> [Exercise directions]: Only one stretch of the records below should be repeated. It starts with the line containing "PredictInput::Vector(array.view())" and goes on through the line containing "let input: PredictInput = (&v).into();", exactly as written.

*** Block opens ***

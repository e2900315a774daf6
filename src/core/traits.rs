//! Core traits for SVM implementation

use crate::core::{CalcErrorOutput, PredictFlags, Prediction, Result};
use crate::data::TrainData;
use ndarray::{Array1, Array2, ArrayView1, ArrayView2};

/// Samples accepted by `predict`: one feature vector or a batch with one sample per row
#[derive(Debug, Clone)]
pub enum PredictInput<'a> {
    Vector(ArrayView1<'a, f64>),
    Matrix(ArrayView2<'a, f64>),
}

impl<'a> PredictInput<'a> {
    /// Number of samples
    pub fn n_samples(&self) -> usize {
        match self {
            PredictInput::Vector(_) => 1,
            PredictInput::Matrix(m) => m.nrows(),
        }
    }

    /// Number of features per sample
    pub fn n_features(&self) -> usize {
        match self {
            PredictInput::Vector(v) => v.len(),
            PredictInput::Matrix(m) => m.ncols(),
        }
    }

    /// Borrow the i-th sample
    pub fn row(&self, i: usize) -> ArrayView1<'_, f64> {
        match self {
            PredictInput::Vector(v) => v.view(),
            PredictInput::Matrix(m) => m.row(i),
        }
    }
}

impl<'a> From<ArrayView1<'a, f64>> for PredictInput<'a> {
    fn from(view: ArrayView1<'a, f64>) -> Self {
        PredictInput::Vector(view)
    }
}

impl<'a> From<&'a Array1<f64>> for PredictInput<'a> {
    fn from(array: &'a Array1<f64>) -> Self {
        PredictInput::Vector(array.view())
    }
}

impl<'a> From<&'a [f64]> for PredictInput<'a> {
    fn from(slice: &'a [f64]) -> Self {
        PredictInput::Vector(ArrayView1::from(slice))
    }
}

impl<'a> From<ArrayView2<'a, f64>> for PredictInput<'a> {
    fn from(view: ArrayView2<'a, f64>) -> Self {
        PredictInput::Matrix(view)
    }
}

impl<'a> From<&'a Array2<f64>> for PredictInput<'a> {
    fn from(array: &'a Array2<f64>) -> Self {
        PredictInput::Matrix(array.view())
    }
}

/// Trained statistical model interface
pub trait StatModel {
    /// Whether a training call has succeeded
    fn is_trained(&self) -> bool;

    /// Number of input features seen at training time (0 before training)
    fn var_count(&self) -> usize;

    /// Whether the model predicts class labels
    fn is_classifier(&self) -> bool;

    /// Predict one sample or a batch of samples
    fn predict<'a, I>(&self, samples: I, flags: PredictFlags) -> Result<Prediction>
    where
        I: Into<PredictInput<'a>>;

    /// Evaluate the model on the train or test subset of a dataset
    fn calc_error(&self, data: &TrainData, use_test_subset: bool) -> Result<CalcErrorOutput>;
}

#[cfg(test)]
mod tests {
    use super::*;
    use ndarray::array;

    #[test]
    fn test_predict_input_shapes() {
        let v = array![1.0, 2.0, 3.0];
        let input: PredictInput = (&v).into();
        assert_eq!(input.n_samples(), 1);
        assert_eq!(input.n_features(), 3);
        assert_eq!(input.row(0)[2], 3.0);

        let m = array![[1.0, 2.0], [3.0, 4.0], [5.0, 6.0]];
        let input: PredictInput = (&m).into();
        assert_eq!(input.n_samples(), 3);
        assert_eq!(input.n_features(), 2);
        assert_eq!(input.row(1)[0], 3.0);

        let slice: &[f64] = &[0.5, 0.25];
        let input: PredictInput = slice.into();
        assert_eq!(input.n_features(), 2);
    }
}
//! Datasets and file loaders
//!
//! [`TrainData`] is the in-memory dataset every training entry point takes;
//! the readers build one from LibSVM or CSV files.

pub mod csv;
pub mod libsvm;
pub mod train_data;

pub use self::csv::*;
pub use self::libsvm::*;
pub use self::train_data::*;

*** Block closes ***

> [Solution]:
        PredictInput::Vector(array.view())
    }
}

impl<'a> From<&'a [f64]> for PredictInput<'a> {
    fn from(slice: &'a [f64]) -> Self {
        PredictInput::Vector(ArrayView1::from(slice))
    }
}

impl<'a> From<ArrayView2<'a, f64>> for PredictInput<'a> {
    fn from(view: ArrayView2<'a, f64>) -> Self {
        PredictInput::Matrix(view)
    }
}

impl<'a> From<&'a Array2<f64>> for PredictInput<'a> {
    fn from(array: &'a Array2<f64>) -> Self {
        PredictInput::Matrix(array.view())
    }
}

/// Trained statistical model interface
pub trait StatModel {
    /// Whether a training call has succeeded
    fn is_trained(&self) -> bool;

    /// Number of input features seen at training time (0 before training)
    fn var_count(&self) -> usize;

    /// Whether the model predicts class labels
    fn is_classifier(&self) -> bool;

    /// Predict one sample or a batch of samples
    fn predict<'a, I>(&self, samples: I, flags: PredictFlags) -> Result<Prediction>
    where
        I: Into<PredictInput<'a>>;

    /// Evaluate the model on the train or test subset of a dataset
    fn calc_error(&self, data: &TrainData, use_test_subset: bool) -> Result<CalcErrorOutput>;
}

#[cfg(test)]
mod tests {
    use super::*;
    use ndarray::array;

    #[test]
    fn test_predict_input_shapes() {
        let v = array![1.0, 2.0, 3.0];
        let input: PredictInput = (&v).into();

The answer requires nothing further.